Both PlayStation and Xbox let you recalibrate the sticks.

On PS5: Settings > Accessories > Controllers > Calibrate. Follow the on-screen prompts to recenter the sticks.

On Xbox: Settings > Devices & Connections > Accessories > Configure > Calibrate.

On PC: Windows Game Controller settings (joy.cpl) include a calibration wizard.

3. Clean the analog stick module

Drift is often caused by debris inside the potentiometer. Use a can of compressed air or electrical contact cleaner (isopropyl alcohol works in a pinch). Lift the rubber skirt under the stick cap and spray a short burst into the gap, then rotate the stick in full circles for 20 seconds.

Repeat two or three times. Many mild drift cases clear up after this.

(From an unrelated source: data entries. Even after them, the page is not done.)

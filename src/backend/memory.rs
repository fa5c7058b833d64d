//! In-Memory Backend Module
//!
//! In-process key-value store with lazy TTL expiry. Grows unbounded until
//! entries expire or are cleared.

use std::collections::HashMap;
use std::sync::Arc;

use async_trait::async_trait;
use tokio::sync::RwLock;

use crate::backend::{Backend, BackendStats, StoredEntry};
use crate::error::Result;

// == Inner State ==
#[derive(Debug, Default)]
struct Inner {
    /// Key-value storage
    entries: HashMap<String, StoredEntry>,
    /// Read performance counters
    stats: BackendStats,
}

// == In-Memory Backend ==
/// In-process backend backed by a `HashMap` behind an async `RwLock`.
///
/// Expiry is lazy: entries are checked at read time and removed when their
/// TTL has elapsed. A background sweeper is optional, see
/// [`spawn_cleanup_task`](crate::tasks::spawn_cleanup_task).
///
/// Cloning is cheap and clones share the same storage.
#[derive(Debug, Clone, Default)]
pub struct InMemoryBackend {
    inner: Arc<RwLock<Inner>>,
}

impl InMemoryBackend {
    // == Constructor ==
    /// Creates an empty backend.
    pub fn new() -> Self {
        Self::default()
    }

    // == Stats ==
    /// Returns current backend statistics.
    pub async fn stats(&self) -> BackendStats {
        let inner = self.inner.read().await;
        let mut stats = inner.stats.clone();
        stats.set_total_entries(inner.entries.len());
        stats
    }

    // == Length ==
    /// Returns the current number of entries, expired ones included.
    pub async fn len(&self) -> usize {
        self.inner.read().await.entries.len()
    }

    /// Returns true if the store holds no entries.
    pub async fn is_empty(&self) -> bool {
        self.inner.read().await.entries.is_empty()
    }

    // == Purge Expired ==
    /// Removes all expired entries and returns the number removed.
    ///
    /// Called by the optional background sweeper; correctness does not
    /// depend on it since reads check expiry themselves.
    pub async fn purge_expired(&self) -> usize {
        let mut guard = self.inner.write().await;
        let inner = &mut *guard;

        let expired_keys: Vec<String> = inner
            .entries
            .iter()
            .filter(|(_, entry)| entry.is_expired())
            .map(|(key, _)| key.clone())
            .collect();

        let count = expired_keys.len();
        for key in expired_keys {
            inner.entries.remove(&key);
            inner.stats.record_expired();
        }
        let total = inner.entries.len();
        inner.stats.set_total_entries(total);

        count
    }
}

#[async_trait]
impl Backend for InMemoryBackend {
    // == Get ==
    /// Retrieves a value, treating an expired entry as absent.
    ///
    /// Takes the write lock because an expired entry is removed on read.
    async fn get(&self, key: &str) -> Result<Option<Vec<u8>>> {
        let mut guard = self.inner.write().await;
        let inner = &mut *guard;

        let expired = inner
            .entries
            .get(key)
            .map(|entry| entry.is_expired())
            .unwrap_or(false);

        if expired {
            inner.entries.remove(key);
            let total = inner.entries.len();
            inner.stats.record_expired();
            inner.stats.record_miss();
            inner.stats.set_total_entries(total);
            return Ok(None);
        }

        match inner.entries.get(key) {
            Some(entry) => {
                let value = entry.value.clone();
                inner.stats.record_hit();
                Ok(Some(value))
            }
            None => {
                inner.stats.record_miss();
                Ok(None)
            }
        }
    }

    // == Set ==
    /// Stores a value, overwriting any existing entry and resetting its TTL.
    async fn set(&self, key: &str, value: Vec<u8>, expire: Option<u64>) -> Result<()> {
        let mut guard = self.inner.write().await;
        let inner = &mut *guard;

        inner
            .entries
            .insert(key.to_string(), StoredEntry::new(value, expire));
        let total = inner.entries.len();
        inner.stats.set_total_entries(total);

        Ok(())
    }

    // == Clear ==
    /// Removes entries by exact key, by namespace prefix, or everything.
    async fn clear(&self, namespace: Option<&str>, key: Option<&str>) -> Result<u64> {
        let mut guard = self.inner.write().await;
        let inner = &mut *guard;

        let removed = if let Some(key) = key {
            if inner.entries.remove(key).is_some() {
                1
            } else {
                0
            }
        } else if let Some(namespace) = namespace {
            let prefix = format!("{namespace}:");
            let before = inner.entries.len();
            inner.entries.retain(|k, _| !k.starts_with(&prefix));
            (before - inner.entries.len()) as u64
        } else {
            let count = inner.entries.len() as u64;
            inner.entries.clear();
            count
        };

        let total = inner.entries.len();
        inner.stats.set_total_entries(total);

        Ok(removed)
    }
}
//! Structural JSON Coder
//!
//! Encodes through an intermediate structural value so that injectable
//! hooks can rewrite data on the way in and out.

use std::fmt;

use serde::de::DeserializeOwned;
use serde::Serialize;
use serde_json::Value;

use super::{dump, load, DecodeHook, EncodeHook};
use crate::error::{CacheError, Result};

// == JSON Coder ==
/// Structural JSON coder.
///
/// Encoding converts the value into structural data, applies the optional
/// encode hook (the "default" fallback for values the generic transform
/// cannot represent), and serializes to JSON bytes. Decoding parses the
/// bytes, applies the optional decode hook, and reconstructs the declared
/// target type.
#[derive(Clone, Default)]
pub struct JsonCoder {
    encode_hook: Option<EncodeHook>,
    decode_hook: Option<DecodeHook>,
}

impl JsonCoder {
    // == Constructor ==
    /// Creates a JSON coder with no hooks installed.
    pub fn new() -> Self {
        Self::default()
    }

    // == Encode Hook ==
    /// Installs a fallback transform applied to structural data before
    /// serialization.
    pub fn with_encode_hook<F>(mut self, hook: F) -> Self
    where
        F: Fn(Value) -> Result<Value> + Send + Sync + 'static,
    {
        self.encode_hook = Some(std::sync::Arc::new(hook));
        self
    }

    // == Decode Hook ==
    /// Installs a post-processing transform applied to structural data
    /// after parsing, before type reconstruction.
    pub fn with_decode_hook<F>(mut self, hook: F) -> Self
    where
        F: Fn(Value) -> Result<Value> + Send + Sync + 'static,
    {
        self.decode_hook = Some(std::sync::Arc::new(hook));
        self
    }

    // == Encode ==
    pub(crate) fn encode<T: Serialize>(&self, value: &T) -> Result<Vec<u8>> {
        let mut data = dump(value)?;
        if let Some(hook) = &self.encode_hook {
            data = hook(data)?;
        }
        serde_json::to_vec(&data).map_err(|err| CacheError::Encode {
            type_name: std::any::type_name::<T>(),
            reason: err.to_string(),
        })
    }

    // == Decode ==
    pub(crate) fn decode<T: DeserializeOwned>(&self, bytes: &[u8]) -> Result<T> {
        let mut data: Value = serde_json::from_slice(bytes).map_err(|err| CacheError::Decode {
            type_name: std::any::type_name::<T>(),
            reason: err.to_string(),
        })?;
        if let Some(hook) = &self.decode_hook {
            data = hook(data)?;
        }
        load(data)
    }
}

impl fmt::Debug for JsonCoder {
    fn fmt(&self, f: &mut fmt::Formatter<'_>) -> fmt::Result {
        f.debug_struct("JsonCoder")
            .field("encode_hook", &self.encode_hook.is_some())
            .field("decode_hook", &self.decode_hook.is_some())
            .finish()
    }
}
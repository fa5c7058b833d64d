//! Backend Statistics Module
//!
//! Tracks read performance metrics for the in-process backend.

use serde::Serialize;

// == Backend Stats ==
/// Read/write counters for the in-process backend.
#[derive(Debug, Clone, Default, Serialize)]
pub struct BackendStats {
    /// Number of successful retrievals
    pub hits: u64,
    /// Number of failed retrievals (key absent or expired)
    pub misses: u64,
    /// Number of entries removed because their TTL had elapsed
    pub expired: u64,
    /// Current number of entries in the store
    pub total_entries: usize,
}

impl BackendStats {
    // == Constructor ==
    /// Creates stats with all counters at zero.
    pub fn new() -> Self {
        Self::default()
    }

    // == Hit Rate ==
    /// Returns hits / (hits + misses), or 0.0 if no reads have been made.
    pub fn hit_rate(&self) -> f64 {
        let total = self.hits + self.misses;
        if total == 0 {
            0.0
        } else {
            self.hits as f64 / total as f64
        }
    }

    // == Record Hit ==
    /// Increments the hit counter.
    pub fn record_hit(&mut self) {
        self.hits += 1;
    }

    // == Record Miss ==
    /// Increments the miss counter.
    pub fn record_miss(&mut self) {
        self.misses += 1;
    }

    // == Record Expiry ==
    /// Increments the expired-removal counter.
    pub fn record_expired(&mut self) {
        self.expired += 1;
    }

    // == Update Entry Count ==
    /// Updates the total entries count.
    pub fn set_total_entries(&mut self, count: usize) {
        self.total_entries = count;
    }
}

4. Replace the stick module

If cleaning does not work, the potentiometer has physically worn out. On modern controllers, individual stick modules can be desoldered and replaced with new Hall-effect modules. Hall-effect sticks use magnets instead of physical contacts and are essentially immune to drift.

Soldering a replacement module costs about $10-15 in parts and takes 30 minutes. Pre-built replacement sticks are also available.

5. Dead zone adjustment

If you cannot replace the module yet, increase the dead zone in your game settings. A larger dead zone tells the game to ignore small movements near center. This is a workaround, not a fix, but it can make the controller usable until you replace the module.

Preventing future drift

Hall-effect controllers are the long-term answer. Both Gulikit and Gamesir make drop-in replacements. You can also buy controllers with Hall-effect sticks pre-installed — they cost roughly the same as standard controllers but never drift.

Quick summary

Run the Gamepad Tester to confirm drift. Try compressed air cleaning first — it works about 40% of the time. If that fails, replace the stick module with a Hall-effect unit and you will never deal with drift again.